ビットコインのマイニングを手がけるHut 8は、3000万ドル(約33億円)分のエヌビディア(Nvidia)製の新しいマイニング専用GPU「CMP」を購入し、ビットコイン以外の暗号資産のマイニング事業を開始する。
「CMP」(クリプトカレンシー・マイニング・プロセッサー:Cryptocurrency Mining Processor)は、エヌビディアが今年初めに暗号資産マイナー(マイニング事業者)向けに発売した新製品。
CMPの発売は、エヌビディアの顧客戦略の一環だ。本来、同社の高性能GPUはゲームユーザーが主要顧客だったが、マイナーからの需要の増加によって供給不足が続いていた。マイナー専用のCMPは、マイナーのGPU需要を吸収することが目的の1つでもある。

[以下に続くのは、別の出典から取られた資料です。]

//! The Marker: a compute-normalized Elo rating over graded outcomes.
//!
//! Every accepted outcome is charged an estimated compute cost (see
//! [`crate::cost`]), which sets the implicit opponent rating the model
//! "played" on that query:
//!
//! ```text
//! D = anchor + kind offset + difficulty_scale * log10(flops / base)
//! E = 1 / (1 + 10^((D - R) / 400))
//! R <- R + K * (S - E)
//! ```
//!
//! The rating is a sequential fold from `anchor` over records in `seq`
//! order, so it is order-sensitive by construction. Reading it never
//! changes state.

use serde::{Deserialize, Serialize};

use crate::cost::CostModel;
use crate::error::MarkerError;
use crate::model::{CaseKind, Query};
use crate::results::{OutcomeRecord, VerificationResult};

/// Rating constants, fixed when the marker is built.
#[derive(Debug, Clone, PartialEq, Serialize, Deserialize)]
#[serde(default)]
pub struct MarkerConfig {
    /// FLOPs charged for an empty exchange.
    pub base_flops: f64,
    /// Multiplier on the size term.
    pub flops_growth: f64,
    /// Exponent on the size term.
    pub alpha: f64,
    /// Model whose parameter count scales the size term.
    pub reference_model: String,
    /// Starting rating, and the difficulty of the cheapest query.
    pub anchor_rating: f64,
    pub k_factor: f64,
    /// Rating points per decade of estimated FLOPs.
    pub difficulty_scale: f64,
}

impl Default for MarkerConfig {
    fn default() -> Self {
        Self {
            base_flops: 1.5e9,
            flops_growth: 0.30e9,
            alpha: 0.8,
            reference_model: "gpt2".to_string(),
            anchor_rating: 1200.0,
            k_factor: 32.0,
            difficulty_scale: 100.0,
        }
    }
}

impl MarkerConfig {
    pub fn validate(&self) -> Result<(), MarkerError> {
        let check = |ok: bool, what: &str| {
            if ok {
                Ok(())
            } else {
                Err(MarkerError::InvalidConfig(what.to_string()))
            }
        };
        check(
            self.base_flops.is_finite() && self.base_flops > 0.0,
            "base_flops must be positive",
        )?;
        check(
            self.flops_growth.is_finite() && self.flops_growth >= 0.0,
            "flops_growth must be non-negative",
        )?;
        check(self.alpha.is_finite() && self.alpha > 0.0, "alpha must be positive")?;
        check(self.anchor_rating.is_finite(), "anchor_rating must be finite")?;
        check(
            self.k_factor.is_finite() && self.k_factor > 0.0,
            "k_factor must be positive",
        )?;
        check(
            self.difficulty_scale.is_finite() && self.difficulty_scale >= 0.0,
            "difficulty_scale must be non-negative",
        )
    }
}

/// Per-kind totals over the accepted records.
#[derive(Debug, Clone, PartialEq, Serialize, Deserialize)]
pub struct KindSummary {
    pub kind: CaseKind,
    pub attempted: usize,
    pub passed: usize,
    pub mean_score: f64,
    pub total_flops: f64,
}

/// Logistic expectation of scoring against an opponent rated `difficulty`.
pub fn expected_score(rating: f64, difficulty: f64) -> f64 {
    1.0 / (1.0 + 10f64.powf((difficulty - rating) / 400.0))
}

fn rejection_reason(result: &VerificationResult) -> Option<String> {
    if !result.score.is_finite() {
        return Some(format!("score {} is not finite", result.score));
    }
    if !(0.0..=1.0).contains(&result.score) {
        return Some(format!("score {} is outside [0, 1]", result.score));
    }
    if result.correct != (result.score >= 1.0) {
        return Some(format!(
            "correct = {} disagrees with score {}",
            result.correct, result.score
        ));
    }
    None
}

/// Accumulates outcome records and rates them.
///
/// `add_result` is the only mutator; one writer folds records in order.
#[derive(Debug, Clone)]
pub struct Marker {
    config: MarkerConfig,
    cost: CostModel,
    records: Vec<OutcomeRecord>,
    rejected: u64,
    next_seq: u64,
}

impl Marker {
    pub fn new(config: MarkerConfig) -> Result<Self, MarkerError> {
        config.validate()?;
        Ok(Self {
            cost: CostModel::new(&config),
            config,
            records: Vec::new(),
            rejected: 0,
            next_seq: 0,
        })
    }

    pub fn config(&self) -> &MarkerConfig {
        &self.config
    }

    /// Implicit opponent rating for a query of `kind` costing `flops`.
    pub fn difficulty(&self, kind: CaseKind, flops: f64) -> f64 {
        self.config.anchor_rating
            + kind.difficulty_offset()
            + self.config.difficulty_scale * (flops / self.cost.base()).log10()
    }

    /// Record one graded outcome.
    ///
    /// A malformed result is rejected and counted; the accumulator is left
    /// untouched.
    pub fn add_result(
        &mut self,
        query: &Query,
        generated_answer: &str,
        result: VerificationResult,
    ) -> Result<&OutcomeRecord, MarkerError> {
        if let Some(reason) = rejection_reason(&result) {
            self.rejected += 1;
            tracing::warn!(case_id = %query.id, %reason, "rejected verification result");
            return Err(MarkerError::InvalidResult {
                case_id: query.id.clone(),
                reason,
            });
        }

        let estimated_flops = self.cost.estimate(&query.question, generated_answer);
        let record = OutcomeRecord {
            seq: self.next_seq,
            case_id: query.id.clone(),
            kind: query.kind,
            question: query.question.clone(),
            expected: query.expected.to_string(),
            generated_answer: generated_answer.to_string(),
            result,
            estimated_flops,
            difficulty: self.difficulty(query.kind, estimated_flops),
        };
        self.next_seq += 1;
        self.records.push(record);
        Ok(&self.records[self.records.len() - 1])
    }

    /// Rebuild a marker from saved records, in `seq` order.
    ///
    /// Cost and difficulty are recomputed under `config`, so saved runs can
    /// be re-scored with different constants. Malformed records count as
    /// rejected.
    pub fn replay(
        config: MarkerConfig,
        records: impl IntoIterator<Item = OutcomeRecord>,
    ) -> Result<Self, MarkerError> {
        let mut marker = Self::new(config)?;
        let mut records: Vec<OutcomeRecord> = records.into_iter().collect();
        records.sort_by_key(|r| r.seq);

        for mut record in records {
            if let Some(reason) = rejection_reason(&record.result) {
                marker.rejected += 1;
                tracing::warn!(case_id = %record.case_id, %reason, "skipping malformed record");
                continue;
            }
            record.estimated_flops = marker
                .cost
                .estimate(&record.question, &record.generated_answer);
            record.difficulty = marker.difficulty(record.kind, record.estimated_flops);
            marker.next_seq = marker.next_seq.max(record.seq + 1);
            marker.records.push(record);
        }
        Ok(marker)
    }

    /// Rating after each record, starting from the first.
    pub fn rating_trajectory(&self) -> Vec<f64> {
        let mut rating = self.config.anchor_rating;
        self.records
            .iter()
            .map(|r| {
                let expected = expected_score(rating, r.difficulty);
                rating += self.config.k_factor * (r.result.score - expected);
                rating
            })
            .collect()
    }

    /// The rating after folding every record; the anchor when empty.
    pub fn calculate_elo_score(&self) -> f64 {
        self.rating_trajectory()
            .last()
            .copied()
            .unwrap_or(self.config.anchor_rating)
    }

    pub fn records(&self) -> &[OutcomeRecord] {
        &self.records
    }

    pub fn into_records(self) -> Vec<OutcomeRecord> {
        self.records
    }

    /// Results refused by `add_result` or `replay`.
    pub fn rejected(&self) -> u64 {
        self.rejected
    }

    pub fn len(&self) -> usize {
        self.records.len()
    }

    pub fn is_empty(&self) -> bool {
        self.records.is_empty()
    }

    /// Per-kind totals, in order of first appearance.
    pub fn summary(&self) -> Vec<KindSummary> {
        let mut out: Vec<KindSummary> = Vec::new();
        for r in &self.records {
            let idx = match out.iter().position(|s| s.kind == r.kind) {
                Some(idx) => idx,
                None => {
                    out.push(KindSummary {
                        kind: r.kind,
                        attempted: 0,
                        passed: 0,
                        mean_score: 0.0,
                        total_flops: 0.0,
                    });
                    out.len() - 1
                }
            };
            let s = &mut out[idx];
            s.attempted += 1;
            if r.result.correct {
                s.passed += 1;
            }
            // Running sum; divided below.
            s.mean_score += r.result.score;
            s.total_flops += r.estimated_flops;
        }
        for s in &mut out {
            s.mean_score /= s.attempted as f64;
        }
        out
    }
}

#[cfg(test)]
mod tests {
    use super::*;
    use crate::cases::numeric::NumericGrader;
    use crate::cases::Grader;
    use crate::model::Answer;

    fn query(kind: CaseKind, index: usize) -> Query {
        Query::new(
            kind,
            index,
            "What is 6 * 7?".into(),
            Answer::Integer(42),
            Grader::Numeric(NumericGrader::integer(42)),
        )
    }

    fn marker() -> Marker {
        Marker::new(MarkerConfig::default()).unwrap()
    }

    #[test]
    fn empty_marker_scores_anchor() {
        assert_eq!(marker().calculate_elo_score(), 1200.0);
    }

    #[test]
    fn elo_score_is_idempotent() {
        let mut m = marker();
        m.add_result(&query(CaseKind::MathQa, 0), "42", VerificationResult::pass())
            .unwrap();
        m.add_result(&query(CaseKind::MathQa, 1), "41", VerificationResult::fail("off by one"))
            .unwrap();
        let first = m.calculate_elo_score();
        assert_eq!(m.calculate_elo_score(), first);
        assert_eq!(m.len(), 2);
    }

    #[test]
    fn elo_score_is_order_sensitive() {
        let q = query(CaseKind::MathQa, 0);
        let mut a = marker();
        a.add_result(&q, "42", VerificationResult::pass()).unwrap();
        a.add_result(&q, "42", VerificationResult::fail("x")).unwrap();

        let mut b = marker();
        b.add_result(&q, "42", VerificationResult::fail("x")).unwrap();
        b.add_result(&q, "42", VerificationResult::pass()).unwrap();

        assert_ne!(a.calculate_elo_score(), b.calculate_elo_score());
    }

    #[test]
    fn passes_raise_and_failures_lower() {
        let mut up = marker();
        let mut down = marker();
        for i in 0..5 {
            up.add_result(&query(CaseKind::MathQa, i), "42", VerificationResult::pass())
                .unwrap();
            down.add_result(&query(CaseKind::MathQa, i), "7", VerificationResult::fail("no"))
                .unwrap();
        }
        assert!(up.calculate_elo_score() > 1200.0);
        assert!(down.calculate_elo_score() < 1200.0);
        let trajectory = up.rating_trajectory();
        assert!(trajectory.windows(2).all(|w| w[1] > w[0]));
    }

    #[test]
    fn single_update_matches_formula() {
        let mut m = marker();
        let record = m
            .add_result(&query(CaseKind::MathQa, 0), "42", VerificationResult::pass())
            .unwrap()
            .clone();
        let e = expected_score(1200.0, record.difficulty);
        assert!((m.calculate_elo_score() - (1200.0 + 32.0 * (1.0 - e))).abs() < 1e-9);
    }

    #[test]
    fn harder_kinds_have_higher_difficulty() {
        let m = marker();
        assert!(m.difficulty(CaseKind::CodingQa, 2e9) > m.difficulty(CaseKind::MathQa, 2e9));
        assert!(m.difficulty(CaseKind::MathQa, 4e9) > m.difficulty(CaseKind::MathQa, 2e9));
        assert_eq!(m.difficulty(CaseKind::MathQa, 1.5e9), 1200.0);
    }

    #[test]
    fn malformed_results_are_rejected_and_counted() {
        let mut m = marker();
        let q = query(CaseKind::MathQa, 0);
        for bad in [
            VerificationResult { correct: true, score: 0.5, diagnostic: None },
            VerificationResult { correct: false, score: f64::NAN, diagnostic: None },
            VerificationResult { correct: false, score: -0.1, diagnostic: None },
        ] {
            let err = m.add_result(&q, "42", bad).unwrap_err();
            assert!(matches!(err, MarkerError::InvalidResult { .. }));
        }
        assert_eq!(m.rejected(), 3);
        assert!(m.is_empty());
        assert_eq!(m.calculate_elo_score(), 1200.0);
    }

    #[test]
    fn invalid_config_is_refused() {
        let err = Marker::new(MarkerConfig {
            k_factor: 0.0,
            ..MarkerConfig::default()
        })
        .unwrap_err();
        assert!(matches!(err, MarkerError::InvalidConfig(_)));
    }

    #[test]
    fn replay_sorts_by_seq_and_rescores() {
        let mut m = marker();
        for i in 0..4 {
            let result = if i % 2 == 0 {
                VerificationResult::pass()
            } else {
                VerificationResult::partial(0.25, "partial")
            };
            m.add_result(&query(CaseKind::NRulesVector, i), "[1, 2]", result)
                .unwrap();
        }
        let score = m.calculate_elo_score();

        let mut shuffled = m.records().to_vec();
        shuffled.reverse();
        let replayed = Marker::replay(MarkerConfig::default(), shuffled).unwrap();
        assert_eq!(replayed.calculate_elo_score(), score);
        assert_eq!(replayed.records(), m.records());

        let harsher = Marker::replay(
            MarkerConfig {
                reference_model: "llama-70b".into(),
                ..MarkerConfig::default()
            },
            m.records().to_vec(),
        )
        .unwrap();
        assert!(harsher.records()[0].estimated_flops > m.records()[0].estimated_flops);
    }

    #[test]
    fn summary_groups_by_kind() {
        let mut m = marker();
        m.add_result(&query(CaseKind::MathQa, 0), "42", VerificationResult::pass())
            .unwrap();
        m.add_result(&query(CaseKind::ChessMemory, 0), "empty", VerificationResult::fail("no"))
            .unwrap();
        m.add_result(
            &query(CaseKind::MathQa, 1),
            "41",
            VerificationResult::partial(0.5, "half"),
        )
        .unwrap();
        let summary = m.summary();
        assert_eq!(summary.len(), 2);
        assert_eq!(summary[0].kind, CaseKind::MathQa);
        assert_eq!(summary[0].attempted, 2);
        assert_eq!(summary[0].passed, 1);
        assert!((summary[0].mean_score - 0.75).abs() < 1e-12);
        assert_eq!(summary[1].passed, 0);
        assert!(summary[1].total_flops > 0.0);
    }
}
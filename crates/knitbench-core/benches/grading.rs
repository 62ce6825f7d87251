use criterion::{black_box, criterion_group, criterion_main, Criterion};

use knitbench_core::bank::QuestionBank;
use knitbench_core::cases::SuiteContext;
use knitbench_core::extract::{choice_label, extract_code, final_number, int_vector};
use knitbench_core::model::{CaseKind, Language};

fn bench_extraction(c: &mut Criterion) {
    let mut group = c.benchmark_group("extract");

    let reasoning = "First, 3 trays of 12 is 36 cookies. Then 36 - 14 = 22. \
                     Checking again: 12 * 3 = 36, minus 14 sold. The answer is 22.";
    let choice = "Options (A) and (C) are distractors. After elimination the answer is (D).";
    let vector = "Step 1: [1, 2, 3]\nStep 2: [2, 3, 4]\nFinal result: [4, 3, 2]";
    let code = "Here is the program:\n\n```python\nimport sys\nprint(sum(map(int, sys.stdin.read().split()[1:])))\n```\n";

    group.bench_function("final_number", |b| b.iter(|| final_number(black_box(reasoning))));
    group.bench_function("choice_label", |b| {
        b.iter(|| choice_label(black_box(choice), &['A', 'B', 'C', 'D']))
    });
    group.bench_function("int_vector", |b| b.iter(|| int_vector(black_box(vector))));
    group.bench_function("extract_code", |b| {
        b.iter(|| extract_code(black_box(code), Language::Python))
    });

    group.finish();
}

fn bench_verify(c: &mut Criterion) {
    let ctx = SuiteContext::new(QuestionBank::builtin().expect("builtin bank")).with_seed(3);
    let mut group = c.benchmark_group("verify");

    for kind in [CaseKind::SudokuValidation, CaseKind::RandomSentenceObfuscation] {
        let query = kind.generate(&ctx).expect("generates").remove(0);
        let answer = query.expected.to_string();
        group.bench_function(kind.name(), |b| {
            b.iter(|| futures::executor::block_on(query.verify(black_box(&answer))))
        });
    }

    group.finish();
}

criterion_group!(benches, bench_extraction, bench_verify);
criterion_main!(benches);
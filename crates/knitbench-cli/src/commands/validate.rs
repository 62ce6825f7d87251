//! The `knitbench validate` command.

use std::path::PathBuf;

use anyhow::Result;

use knitbench_core::bank::{load_bank_directory, parse_bank, validate_bank, QuestionBank};

pub fn execute(bank_path: Option<PathBuf>) -> Result<()> {
    let bank = match &bank_path {
        Some(path) if path.is_dir() => load_bank_directory(path)?,
        Some(path) => parse_bank(path)?,
        None => QuestionBank::builtin()?,
    };

    println!(
        "Bank: {} ({} passages, {} mmlu, {} medmcqa)",
        bank.name,
        bank.passages.len(),
        bank.mmlu.len(),
        bank.medmcqa.len()
    );

    let warnings = validate_bank(&bank);
    for w in &warnings {
        let prefix = w
            .item_id
            .as_ref()
            .map(|id| format!("  [{id}]"))
            .unwrap_or_else(|| "  ".to_string());
        println!("{prefix} WARNING: {}", w.message);
    }

    if warnings.is_empty() {
        println!("Bank valid.");
    } else {
        println!("\n{} warning(s) found.", warnings.len());
    }

    Ok(())
}
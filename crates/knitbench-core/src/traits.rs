//! Core trait definitions for inference providers and code runners.
//!
//! These async traits are implemented by the `knitbench-providers` and
//! `knitbench-runner` crates respectively.

use async_trait::async_trait;
use serde::{Deserialize, Serialize};

use crate::model::Language;
use crate::results::TokenUsage;

// ---------------------------------------------------------------------------
// Inference provider trait
// ---------------------------------------------------------------------------

/// Trait for model backends that answer prompts with text.
#[async_trait]
pub trait LlmProvider: Send + Sync {
    /// Human-readable provider name (e.g. "gemini").
    fn name(&self) -> &str;

    /// Generate a completion. Implementations must return an error rather
    /// than an empty completion.
    async fn generate(&self, request: &GenerateRequest) -> anyhow::Result<GenerateResponse>;

    /// List models known to this provider.
    fn available_models(&self) -> Vec<ModelInfo>;
}

/// A single inference request.
#[derive(Debug, Clone, Serialize, Deserialize)]
pub struct GenerateRequest {
    /// Model identifier (e.g. "models/gemini-2.0-flash").
    pub model: String,
    /// The question text.
    pub prompt: String,
    /// Optional system instruction.
    #[serde(default)]
    pub system_prompt: Option<String>,
    /// Maximum tokens to generate.
    pub max_tokens: u32,
    /// Sampling temperature.
    pub temperature: f64,
}

/// Response from an inference request.
#[derive(Debug, Clone, Serialize, Deserialize)]
pub struct GenerateResponse {
    /// The generated text.
    pub content: String,
    /// Model that actually generated the response.
    pub model: String,
    /// Token usage.
    pub token_usage: TokenUsage,
    /// Latency in milliseconds.
    pub latency_ms: u64,
}

/// Information about an available model.
#[derive(Debug, Clone, Serialize, Deserialize)]
pub struct ModelInfo {
    /// Model identifier.
    pub id: String,
    /// Human-readable model name.
    pub name: String,
    /// Provider name.
    pub provider: String,
    /// Maximum context window size in tokens.
    pub max_context: u32,
}

// ---------------------------------------------------------------------------
// Code runner trait
// ---------------------------------------------------------------------------

/// Trait for isolated execution of candidate programs.
#[async_trait]
pub trait CodeRunner: Send + Sync {
    /// Run `request.code` once with `request.stdin` as standard input.
    ///
    /// `Err` is reserved for failures of the runner itself (cannot create a
    /// sandbox, interpreter missing); misbehaving candidate code is reported
    /// through [`ExecStatus`].
    async fn execute(&self, request: &ExecRequest) -> anyhow::Result<ExecOutcome>;

    /// Run one program against several standard inputs.
    ///
    /// Returns one outcome per input, in order, except that a program that
    /// does not compile yields a single [`ExecStatus::CompileFailed`]
    /// outcome. Runners that build an artifact should build it once; the
    /// default simply calls [`execute`](Self::execute) per input.
    async fn execute_batch(&self, batch: &ExecBatch) -> anyhow::Result<Vec<ExecOutcome>> {
        let mut outcomes = Vec::with_capacity(batch.stdins.len());
        for i in 0..batch.stdins.len() {
            let outcome = self.execute(&batch.request(i)).await?;
            let compile_failed = outcome.status == ExecStatus::CompileFailed;
            outcomes.push(outcome);
            if compile_failed {
                break;
            }
        }
        Ok(outcomes)
    }
}

/// Request to execute a program.
#[derive(Debug, Clone, Serialize, Deserialize)]
pub struct ExecRequest {
    /// Source code.
    pub code: String,
    pub language: Language,
    /// Data piped to standard input.
    pub stdin: String,
    /// Hard wall-clock limit in milliseconds.
    pub timeout_ms: u64,
}

/// One program to run against several inputs.
#[derive(Debug, Clone, Serialize, Deserialize)]
pub struct ExecBatch {
    pub code: String,
    pub language: Language,
    /// Standard input for each run.
    pub stdins: Vec<String>,
    /// Wall-clock limit per run, in milliseconds.
    pub timeout_ms: u64,
}

impl ExecBatch {
    /// The single-run request for input `i`.
    pub fn request(&self, i: usize) -> ExecRequest {
        ExecRequest {
            code: self.code.clone(),
            language: self.language,
            stdin: self.stdins[i].clone(),
            timeout_ms: self.timeout_ms,
        }
    }
}

/// How a program run ended.
#[derive(Debug, Clone, PartialEq, Eq, Serialize, Deserialize)]
#[serde(tag = "status", rename_all = "snake_case")]
pub enum ExecStatus {
    /// The process exited on its own; `None` when killed by a signal.
    Completed { exit_code: Option<i32> },
    /// The wall-clock limit was hit and the process was killed.
    TimedOut,
    /// The source did not compile.
    CompileFailed,
}

/// Result of executing a program.
#[derive(Debug, Clone, Serialize, Deserialize)]
pub struct ExecOutcome {
    pub status: ExecStatus,
    pub stdout: String,
    pub stderr: String,
    pub duration_ms: u64,
}

impl ExecOutcome {
    /// Exited normally with status 0.
    pub fn succeeded(&self) -> bool {
        self.status == ExecStatus::Completed { exit_code: Some(0) }
    }
}

/// Runner used when code execution is not configured; every request fails.
pub struct UnavailableRunner;

#[async_trait]
impl CodeRunner for UnavailableRunner {
    async fn execute(&self, _request: &ExecRequest) -> anyhow::Result<ExecOutcome> {
        anyhow::bail!("no code runner configured")
    }
}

エヌビディアのCEOコレット・クレス(Colette Kress)氏は、新製品であるCMPの1〜3月期の売上を約5000万ドルと予想していた。Hut 8からの注文は、1回の注文で目標の60%をクリアしたことになる。
CMPはHut 8が計画している収益の多様化に、「新たなチャンスをもたらす」と、Hut 8のジェイミー・レバートン(Jamie Leverton)CEOは声明で述べた。CMPはアルトコイン(ビットコイン以外の暗号資産)のマイニングに利用され、Hut 8は夏の本格稼働を目指している。
イーサリアムなどのアルトコインのマイニングに進出することは、「イーサリアムマイニングに力を入れるハイブ(Hive)の株価に見られるように投資家から高く評価されている」と、シアトルに拠点を置くマイニング企業ルクソール・テクノロジー(Luxor Technology)の共同創業者イーサン・ベラ(Ethan Vera)氏はコメント。Hut 8の狙いもそこにある。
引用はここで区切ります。